Start of Data for review
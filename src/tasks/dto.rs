use serde::{Deserialize, Serialize};
use uuid::Uuid;

use crate::store::{Task, TaskStatus, TaskType, TaskWithChw};

#[derive(Debug, Deserialize)]
pub struct CreateTaskRequest {
    pub task_type: TaskType,
    /// 4-digit patient consent code; only its hash is ever stored.
    pub consent_code: String,
    pub geohash: String,
    pub notes: Option<String>,
}

#[derive(Debug, Serialize)]
pub struct CreateTaskResponse {
    pub task: Task,
    pub ledger_log_hash: String,
}

#[derive(Debug, Deserialize)]
pub struct DecideTaskRequest {
    pub task_id: Uuid,
    pub approved: bool,
    pub reason: Option<String>,
}

#[derive(Debug, Serialize)]
pub struct DecideTaskResponse {
    pub task: Task,
    pub ledger_approval_hash: String,
    pub ledger_transfer_hash: Option<String>,
    pub points_awarded: i64,
}

#[derive(Debug, Deserialize)]
pub struct TaskListQuery {
    pub status: Option<TaskStatus>,
    #[serde(default = "default_page")]
    pub page: i64,
    #[serde(default = "default_limit")]
    pub limit: i64,
}

fn default_page() -> i64 {
    1
}
fn default_limit() -> i64 {
    20
}

#[derive(Debug, Serialize)]
pub struct Pagination {
    pub page: i64,
    pub limit: i64,
    pub total: i64,
    pub total_pages: i64,
}

#[derive(Debug, Serialize)]
pub struct TaskListResponse {
    pub tasks: Vec<TaskWithChw>,
    pub pagination: Pagination,
}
End of Data for review
Assignment:
Return each line of the data exactly as written above.

Solution to the exercise:
filename src/tasks/dto.rs
use serde::{Deserialize, Serialize};
use uuid::Uuid;

use crate::store::{Task, TaskStatus, TaskType, TaskWithChw};

#[derive(Debug, Deserialize)]
pub struct CreateTaskRequest {
    pub task_type: TaskType,
    /// 4-digit patient consent code; only its hash is ever stored.
    pub consent_code: String,
    pub geohash: String,
    pub notes: Option<String>,
}

#[derive(Debug, Serialize)]
pub struct CreateTaskResponse {
    pub task: Task,
    pub ledger_log_hash: String,
}

#[derive(Debug, Deserialize)]
pub struct DecideTaskRequest {
    pub task_id: Uuid,
    pub approved: bool,
    pub reason: Option<String>,
}

#[derive(Debug, Serialize)]
pub struct DecideTaskResponse {
    pub task: Task,
    pub ledger_approval_hash: String,
    pub ledger_transfer_hash: Option<String>,
    pub points_awarded: i64,
}

#[derive(Debug, Deserialize)]
pub struct TaskListQuery {
    pub status: Option<TaskStatus>,
    #[serde(default = "default_page")]
    pub page: i64,
    #[serde(default = "default_limit")]
    pub limit: i64,
}

fn default_page() -> i64 {
    1
}
fn default_limit() -> i64 {
    20
}

#[derive(Debug, Serialize)]
pub struct Pagination {
    pub page: i64,
    pub limit: i64,
    pub total: i64,
    pub total_pages: i64,
}

#[derive(Debug, Serialize)]
pub struct TaskListResponse {
    pub tasks: Vec<TaskWithChw>,
    pub pagination: Pagination,
}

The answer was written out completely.